Structural Studies of the Inhibitory Role of Tctex-1 for the Microtubule-associated RhoGEF Lfc

• Main Author: Kim, Bong Kyu
• Other Authors: Ikura, Mitsuhiko
• Language: en_ca
• Published: 2011
• Subjects: biochemistry; structural biology; molecular biology; nuclear magnetic resonance; protein-protein interaction; small GTPases; guanine nucleotide exchange factors; dynein motor complex; 0760
• Online Access: http://hdl.handle.net/1807/29572

Lfc is a guanine nucleotide exchange factor (GEF) for RhoA and is negatively regulated by its association with the microtubule array. Tctex-1, a light chain subunit of the dynein motor complex, was identified as an Lfc-interacting protein in a yeast two-hybrid screen.

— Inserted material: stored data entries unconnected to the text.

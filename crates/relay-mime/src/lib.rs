//! # relay-mime
//!
//! Read-side MIME handling for a mailbox client: enough to show a message,
//! never enough to build one.
//!
//! - **Headers**: ordered, unfolded, with RFC 2047 encoded words decoded on
//!   request.
//! - **Bodies**: base64 / quoted-printable transfer decoding and the common
//!   charsets; the first plain and HTML bodies of the MIME tree.
//! - **Attachments**: filename, type and decoded size only.
//! - **Display helpers**: HTML to text, quoted-reply stripping, snippets,
//!   date parsing.
//!
//! ```
//! use relay_mime::Message;
//!
//! let raw = b"Subject: Lunch\r\nContent-Type: text/plain\r\n\r\nNoon works.\r\n";
//! let message = Message::parse(raw).unwrap();
//! assert_eq!(message.subject().as_deref(), Some("Lunch"));
//! assert_eq!(message.plain_text().as_deref(), Some("Noon works.\r\n"));
//! ```

#![warn(missing_docs)]
#![warn(clippy::all)]
#![warn(clippy::pedantic)]
#![forbid(unsafe_code)]

mod address;
mod content_type;
mod error;
mod header;
mod message;

pub mod encoding;
pub mod text;

pub use address::{Address, parse_address_list};
pub use content_type::{ContentType, Disposition, DispositionKind};
pub use error::{Error, Result};
pub use header::{Headers, message_ids, split_header_body};
pub use message::{AttachmentInfo, Message};
//! Command argument types.

use crate::types::Flag;

/// A data item requested by UID FETCH.
#[derive(Debug, Clone, PartialEq, Eq)]
pub enum FetchAttribute {
    /// The message UID.
    Uid,
    /// Current flags.
    Flags,
    /// Server-side arrival date.
    InternalDate,
    /// Size of the full message in octets.
    Rfc822Size,
    /// `BODY.PEEK[section]<start.len>`; never sets `\Seen`.
    BodyPeek {
        /// Section spec (`HEADER`, `TEXT`, `HEADER.FIELDS (...)`); empty means the whole message.
        section: String,
        /// Optional `(offset, length)` partial window.
        partial: Option<(u32, u32)>,
    },
}

impl FetchAttribute {
    /// The full message, without touching `\Seen`.
    #[must_use]
    pub fn full_message() -> Self {
        Self::BodyPeek {
            section: String::new(),
            partial: None,
        }
    }

    /// The header block only.
    #[must_use]
    pub fn header() -> Self {
        Self::BodyPeek {
            section: "HEADER".to_string(),
            partial: None,
        }
    }

    /// The first `len` bytes of the body text.
    #[must_use]
    pub fn text_preview(len: u32) -> Self {
        Self::BodyPeek {
            section: "TEXT".to_string(),
            partial: Some((0, len)),
        }
    }

    /// Selected header fields, e.g. `MESSAGE-ID`.
    #[must_use]
    pub fn header_fields(fields: &[&str]) -> Self {
        Self::BodyPeek {
            section: format!("HEADER.FIELDS ({})", fields.join(" ")),
            partial: None,
        }
    }
}

/// Search key for UID SEARCH.
#[derive(Debug, Clone, PartialEq, Eq)]
pub enum SearchCriteria {
    /// Every message.
    All,
    /// Messages without `\Seen`.
    Unseen,
    /// Messages whose named header contains the value.
    Header(String, String),
}

/// How UID STORE changes flags.
#[derive(Debug, Clone, PartialEq, Eq)]
pub enum StoreAction {
    /// `+FLAGS`: add to the current flags.
    Add(Vec<Flag>),
    /// `-FLAGS`: remove from the current flags.
    Remove(Vec<Flag>),
}
//! Decrypted secret with a short, explicit lifetime.

use std::fmt;

/// A decrypted password.
///
/// The bytes are overwritten when the value is dropped and `Debug` never
/// prints them. Not `Clone`: a secret has exactly one owner.
pub struct Secret(String);

impl Secret {
    /// Wraps a plaintext secret.
    #[must_use]
    pub const fn new(value: String) -> Self {
        Self(value)
    }

    /// Borrows the plaintext.
    #[must_use]
    pub fn expose(&self) -> &str {
        &self.0
    }

    /// Plaintext as sent on LOGIN: non-breaking spaces from copy-paste
    /// become plain spaces.
    #[must_use]
    pub fn for_login(&self) -> Self {
        Self(self.0.replace('\u{a0}', " "))
    }
}

impl fmt::Debug for Secret {
    fn fmt(&self, f: &mut fmt::Formatter<'_>) -> fmt::Result {
        f.write_str("Secret(***)")
    }
}

impl Drop for Secret {
    fn drop(&mut self) {
        let mut bytes = std::mem::take(&mut self.0).into_bytes();
        bytes.fill(0);
        std::hint::black_box(&bytes);
    }
}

In mouse embryonic fibroblast (MEF) cells, over-expression of Tctex-1 represses Lfc-induced actin stress fiber and focal adhesion complex formation. Here, we present biochemical evidence obtained from a real-time, nuclear magnetic resonance (NMR)-based assay indicating that the microtubule exerts its inhibitory effect on Lfc through a mechanism that is dependent on the presence of Tctex-1. We also present NMR structure data showing that Lfc and the dynein intermediate chain (DIC) bind to different surfaces of Tctex-1. The biochemical and structural data together support a model in which Lfc is recruited to the microtubules through the dynein cargo adaptor function of Tctex-1, resulting in inhibition of Lfc function.